A Crystal Cathedral Spectacular

Christmas pageant is reputed to be the country’s largest.

No one has ever accused Robert Schuller of thinking small. He has compared his Christmas pageant, “The Glory of Christmas, a Living Nativity” to the coronation of Queen Elizabeth and the recent royal wedding of Prince Charles to Lady Diana Spencer. It is, he says, “the largest such production in the history of Christianity in the United States.”

The Crystal Cathedral, already a Southern California landmark and tourist attraction, is a fitting shrine for the performance. Its towering structure of glass and trusses forms an expansive vault of acute angles and airy, open space. It is almost an outdoor setting. By any score, it is a far cry from the days when Schuller held services on the roof of a rented drive-in movie snack bar.

In preparation for over a year, the program was orchestrated by Robert F. Jani, whose credits include the Bicentennial Fireworks Salute in New York Harbor, numerous television specials, and Super Bowl half-time extravaganzas. He is currently executive producer of Radio City Music Hall in New York and creative director of Walt Disney Productions. He cites early pageants by Francis of Assisi as his inspiration for the project.

The costumes, which would do Cecil B. DeMille proud, were based on famous paintings and were three months in preparation. Every cast member who wears one—almost 400 in all—has a double. Their schedules are monitored by a computer.

Only one member of the cast sings (a shepherd), with the rest pantomiming a prerecorded sound track. The choral portion was done recently in the cathedral, while the 120-piece orchestra backing was recorded last summer in London. Selections include traditional favorites, climaxed by Handel’s “Hallelujah” chorus from Messiah.

The electronics and lighting would match any Hollywood set for sophistication. Forty famous paintings project onto a 75-foot backdrop curtain, changing with each musical selection. The lights of Bethlehem and the stars twinkle. On the other side of the stage, a convoy of angels appears in the 40-foot crèche. Spotlights from the distant reaches of the cathedral illumine successive entourages of shepherds and wise men.
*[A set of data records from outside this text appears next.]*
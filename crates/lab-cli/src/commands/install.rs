//! `lab install` implementation.

use std::path::Path;

use colored::Colorize;
use lab_core::{App, InstalledVersion};
use lab_registry::{AppSpecifier, Registry};

use crate::error::{CliError, Result};
use crate::host;

use super::{matching_releases, no_matching_release};

/// Resolve the highest release matching the specifier and install it.
///
/// Reinstalling the already-installed version requires `force`; the host
/// compatibility check runs unless `ignore_dependencies`; `dry_run` stops
/// after reporting the plan.
pub fn run_install(
    registry: &Registry,
    apps_root: &Path,
    specifier: &str,
    force: bool,
    ignore_dependencies: bool,
    dry_run: bool,
) -> Result<()> {
    let spec = AppSpecifier::parse(specifier)?;
    let app = App::from_registry(registry, spec.name(), apps_root)?;

    let matching = matching_releases(&app, &spec);
    let Some(version) = matching.first() else {
        return Err(no_matching_release(&app, &spec));
    };

    if !force && app.installed_version() == InstalledVersion::Version(version.clone()) {
        println!(
            "App already installed in version '{version}'. \
             Use the -f/--force option to ignore and re-install."
        );
        return Ok(());
    }

    if !ignore_dependencies {
        let inventory = host::host_packages();
        let unmet = app.find_incompatibilities(version, &inventory)?;
        if !unmet.is_empty() {
            let listing: Vec<String> = unmet.iter().map(|req| format!("  {req}")).collect();
            return Err(CliError::user(format!(
                "Cannot install '{}=={}', unmet requirements:\n{}\n\
                 Use the --ignore-dependencies option to install anyway.",
                app.name(),
                version,
                listing.join("\n"),
            )));
        }
    }

    if dry_run {
        println!(
            "Would install {}=={} at {}.",
            app.name(),
            version,
            app.local_path().display()
        );
        return Ok(());
    }

    let installed = app.install(Some(version.as_str()))?;
    println!(
        "{} {}=={} at {}.",
        "Installed".green(),
        app.name(),
        installed,
        app.local_path().display()
    );
    Ok(())
}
In a crowning moment, the 90-foot doors open, giving entrance to a shaft of light from the heavens, focused on the manger. It is actually a 2,000-watt beam projected up through the floor beneath the manager and visible outside for miles.

And then there are the animals. Sixteen of them—donkeys, rams, and camels—accompany the throngs of shepherds and admirers. At least one of them has movie experience: the camel Sheba appeared in Richard Pryor’s biblical farce Wholly Moses. A Mediterranean donkey who refused to follow the procession provided the show’s only tense moment.

Narrating all this in a deep, resonant bass is Thurl Ravenscroft, the voice of Tony the Tiger in Kellogg’s cereal commercials. His prerecorded track is piped through speakers on the backs of pews.

Schuller, known worldwide for his seminars and televised “Hour of Power,” draws mixed reactions from church and public alike. These range from fierce loyalty to undisguised enmity.

There will be, no doubt, squads of Scrooges who will see this epic as his biggest bull’s eye ever. Certainly, the $1 million production cost, $6.50–$12.50 ticket prices, the schedule of 40 performances, albums and cassettes ($10 each), and mass media advertising campaign present easy, obvious targets.

Most who attended, however (from as far away as Phoenix), echoed a familiar exclamation of narrator Ravenscroft from his Kellogg’s advertising days—“Grrreeeat!” For those who feel otherwise, it must be admitted that a project of this magnitude is not done with mirrors, nor a lack of imagination.

Reform Jews Reach Out To Gain New Members

The Union of American Hebrew Congregations (UAHC), departing from a tradition of nearly 500 years, will launch a nationwide campaign aimed at “spreading the message of Judaism” to non-Jews. The decision was made at the UAHC’S fifty-sixth biennial assembly in December.

The UAHC, the central body of Reform Judaism, is quick to add that the terms “missionizing” or “proselytizing” are inappropriate to describe what it wants to do. The union will reach out to non-Jewish partners in mixed marriages, to the children of such marriages, and to persons who have no religious preferences. “Reform Jewish ‘outreach’ should in no way seek to convert to Judaism people who identify with other religions,” an assembly report said.

The assembly’s action reverses a Jewish tradition against seeking converts that dates back to the Spanish Inquisition. (The UAHC represents some 1.25 million Reform Jews in 750 Reform synagogues.)

Rabbi Alexander Schindler, president of the UAHC, said Reform congregations will welcome “Jews by choice,” that is, individuals who have converted to Judaism.